[Opening Data for analysis section]
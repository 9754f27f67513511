//! Buying Strategy tab: curated recommendations, ROI, and regional charts.

use crate::analysis::{AnalysisReport, RecommendedHouse, BENCHMARK_ZIPCODE};
use crate::gui::tabs::{
    format_money, format_pct, no_data_label, section_heading, BENCHMARK_COLOR, REGION_COLOR,
    ROI_COLOR, SELL_COLOR,
};
use crate::gui::UserSettings;
use egui::{ComboBox, RichText};
use egui_plot::{Bar, BarChart, HLine, Legend, Plot, PlotPoints, Points};

pub fn show(ui: &mut egui::Ui, settings: &mut UserSettings, report: &AnalysisReport) {
    ui.heading("🏡 Buying Strategy");
    ui.separator();

    if report.recommended.is_empty() {
        no_data_label(
            ui,
            "The curated recommendation snapshot does not match this dataset.",
        );
    } else {
        section_heading(ui, "📋 Recommended Houses");
        recommended_table(ui, &report.recommended);

        section_heading(ui, "Return on Investment (ROI)");
        roi_scatter(ui, &report.recommended);
    }

    section_heading(ui, "📊 Mean Price by Region");
    top_regions_chart(ui, report);

    section_heading(ui, "📈 Yearly Appreciation by Region");
    appreciation_chart(ui, report);
    if let Some(change) = report.benchmark_pct_change {
        ui.add_space(4.0);
        ui.label(
            RichText::new(format!(
                "Mean yearly appreciation of zipcode {}: {:.1}%",
                BENCHMARK_ZIPCODE,
                change * 100.0
            ))
            .strong(),
        );
    }

    if !report.recommended.is_empty() {
        section_heading(ui, "🔍 Selected Property Details");
        detail_table(ui, settings, report);
    }
}

fn recommended_table(ui: &mut egui::Ui, recommended: &[RecommendedHouse]) {
    egui::Grid::new("recommended_houses")
        .striped(true)
        .min_col_width(60.0)
        .spacing([10.0, 4.0])
        .show(ui, |ui| {
            for header in [
                "Index",
                "Price",
                "Regional Avg",
                "Zipcode",
                "Bedrooms",
                "Bathrooms",
                "Condition",
                "Grade",
                "View",
                "Waterfront",
                "ROI",
            ] {
                ui.label(RichText::new(header).strong().size(11.0));
            }
            ui.end_row();

            for row in recommended {
                let h = &row.house;
                ui.label(h.row_index.to_string());
                ui.label(format_money(h.price));
                ui.label(format_money(h.avg_price_region));
                ui.label(h.zipcode.to_string());
                ui.label(h.bedrooms.to_string());
                ui.label(format!("{:.1}", h.bathrooms));
                ui.label(h.condition.to_string());
                ui.label(h.grade.to_string());
                ui.label(h.view.to_string());
                ui.label(h.waterfront.to_string());
                ui.label(RichText::new(format_pct(row.roi_pct)).color(ROI_COLOR));
                ui.end_row();
            }
        });
}

fn roi_scatter(ui: &mut egui::Ui, recommended: &[RecommendedHouse]) {
    let labels: Vec<String> = recommended
        .iter()
        .map(|r| r.house.row_index.to_string())
        .collect();
    let points: PlotPoints = recommended
        .iter()
        .enumerate()
        .filter_map(|(i, r)| r.roi_pct.map(|roi| [i as f64, roi]))
        .collect();

    Plot::new("roi_scatter")
        .height(260.0)
        .allow_scroll(false)
        .x_axis_label("Property Index")
        .y_axis_label("Expected ROI (%)")
        .x_axis_formatter(move |mark, _range| {
            let idx = mark.value.round() as usize;
            if mark.value.fract().abs() < 0.01 && idx < labels.len() {
                labels[idx].clone()
            } else {
                String::new()
            }
        })
        .show(ui, |plot_ui| {
            plot_ui.points(
                Points::new(points)
                    .radius(5.0)
                    .color(ROI_COLOR)
                    .name("ROI"),
            );
        });
}

fn top_regions_chart(ui: &mut egui::Ui, report: &AnalysisReport) {
    if report.top_regions.is_empty() {
        no_data_label(ui, "No regional averages available.");
        return;
    }

    let labels: Vec<String> = report
        .top_regions
        .iter()
        .map(|(zipcode, _)| zipcode.to_string())
        .collect();
    let bars: Vec<Bar> = report
        .top_regions
        .iter()
        .enumerate()
        .map(|(i, &(zipcode, mean))| {
            let color = if zipcode == BENCHMARK_ZIPCODE {
                BENCHMARK_COLOR
            } else {
                REGION_COLOR
            };
            Bar::new(i as f64, mean).width(0.6).fill(color)
        })
        .collect();

    Plot::new("top_regions")
        .height(260.0)
        .allow_scroll(false)
        .x_axis_label("Zipcode")
        .y_axis_label("Mean Price (US$)")
        .x_axis_formatter(move |mark, _range| {
            let idx = mark.value.round() as usize;
            if mark.value.fract().abs() < 0.01 && idx < labels.len() {
                labels[idx].clone()
            } else {
                String::new()
            }
        })
        .show(ui, |plot_ui| {
            plot_ui.bar_chart(BarChart::new(bars).name("Mean price"));
        });
    ui.label(
        RichText::new(format!(
            "Top regions by mean price; zipcode {BENCHMARK_ZIPCODE} highlighted for comparison."
        ))
        .size(11.0)
        .weak(),
    );
}

fn appreciation_chart(ui: &mut egui::Ui, report: &AnalysisReport) {
    let top: Vec<(i32, f64)> = report.pct_change_ranking.iter().copied().take(10).collect();
    if top.is_empty() {
        no_data_label(
            ui,
            "Appreciation needs at least two observed years per region.",
        );
        return;
    }

    let labels: Vec<String> = top.iter().map(|(zipcode, _)| zipcode.to_string()).collect();
    let bars: Vec<Bar> = top
        .iter()
        .enumerate()
        .map(|(i, &(_, change))| Bar::new(i as f64, change * 100.0).width(0.6).fill(REGION_COLOR))
        .collect();

    Plot::new("appreciation")
        .height(260.0)
        .allow_scroll(false)
        .legend(Legend::default())
        .x_axis_label("Zipcode")
        .y_axis_label("Mean Yearly Appreciation (%)")
        .x_axis_formatter(move |mark, _range| {
            let idx = mark.value.round() as usize;
            if mark.value.fract().abs() < 0.01 && idx < labels.len() {
                labels[idx].clone()
            } else {
                String::new()
            }
        })
        .show(ui, |plot_ui| {
            plot_ui.bar_chart(BarChart::new(bars).name("Top regions"));
            if let Some(change) = report.benchmark_pct_change {
                plot_ui.hline(
                    HLine::new(change * 100.0)
                        .color(SELL_COLOR)
                        .style(egui_plot::LineStyle::Dashed { length: 10.0 })
                        .name(format!("Zipcode {BENCHMARK_ZIPCODE}")),
                );
            }
        });
}

fn detail_table(ui: &mut egui::Ui, settings: &mut UserSettings, report: &AnalysisReport) {
    let max_roi = report.max_recommended_roi().ceil().max(1.0);
    settings.min_roi = settings.min_roi.clamp(0.0, max_roi);

    ui.horizontal(|ui| {
        ui.label("Minimum ROI (%):");
        ui.add(egui::Slider::new(&mut settings.min_roi, 0.0..=max_roi).fixed_decimals(0));

        ui.add_space(20.0);

        ui.label("Region:");
        let selected_text = settings
            .selected_zipcode
            .map(|z| z.to_string())
            .unwrap_or_else(|| "All".to_string());
        ComboBox::from_id_salt("detail_zipcode")
            .width(100.0)
            .selected_text(selected_text)
            .show_ui(ui, |ui| {
                if ui
                    .selectable_label(settings.selected_zipcode.is_none(), "All")
                    .clicked()
                {
                    settings.selected_zipcode = None;
                }
                for zipcode in report.recommended_zipcodes() {
                    if ui
                        .selectable_label(
                            settings.selected_zipcode == Some(zipcode),
                            zipcode.to_string(),
                        )
                        .clicked()
                    {
                        settings.selected_zipcode = Some(zipcode);
                    }
                }
            });
    });
    ui.add_space(8.0);

    // Filtering only; no re-aggregation happens on interaction.
    let filtered: Vec<&RecommendedHouse> = report
        .recommended
        .iter()
        .filter(|r| {
            settings
                .selected_zipcode
                .map_or(true, |z| r.house.zipcode == z)
        })
        .filter(|r| r.roi_pct.map_or(false, |roi| roi >= settings.min_roi))
        .collect();

    if filtered.is_empty() {
        no_data_label(ui, "No properties match the selected filters.");
        return;
    }

    egui::Grid::new("detail_table")
        .striped(true)
        .min_col_width(70.0)
        .spacing([10.0, 4.0])
        .show(ui, |ui| {
            for header in ["Index", "Price", "Regional Avg", "Zipcode", "ROI"] {
                ui.label(RichText::new(header).strong().size(11.0));
            }
            ui.end_row();

            for row in &filtered {
                ui.label(row.house.row_index.to_string());
                ui.label(format_money(row.house.price));
                ui.label(format_money(row.house.avg_price_region));
                ui.label(row.house.zipcode.to_string());
                ui.label(format_pct(row.roi_pct));
                ui.end_row();
            }
        });

    ui.add_space(10.0);
    let rois: Vec<f64> = filtered.iter().filter_map(|r| r.roi_pct).collect();
    let max = rois.iter().copied().fold(f64::NAN, f64::max);
    let mean = rois.iter().sum::<f64>() / rois.len().max(1) as f64;

    ui.horizontal(|ui| {
        metric(ui, "Highest ROI", &format!("{max:.1}%"));
        metric(ui, "Mean ROI", &format!("{mean:.1}%"));
        metric(ui, "Filtered Properties", &filtered.len().to_string());
    });
}

fn metric(ui: &mut egui::Ui, label: &str, value: &str) {
    egui::Frame::none()
        .fill(ui.visuals().widgets.noninteractive.bg_fill)
        .rounding(5.0)
        .inner_margin(10.0)
        .show(ui, |ui| {
            ui.vertical(|ui| {
                ui.label(RichText::new(label).size(11.0).weak());
                ui.label(RichText::new(value).size(18.0).strong());
            });
        });
}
[Closing Data for analysis section]
Activity: Please show, exactly as written, every line above that contains the word "UserSettings".

Solution to the exercise:
use crate::gui::UserSettings;
pub fn show(ui: &mut egui::Ui, settings: &mut UserSettings, report: &AnalysisReport) {
fn detail_table(ui: &mut egui::Ui, settings: &mut UserSettings, report: &AnalysisReport) {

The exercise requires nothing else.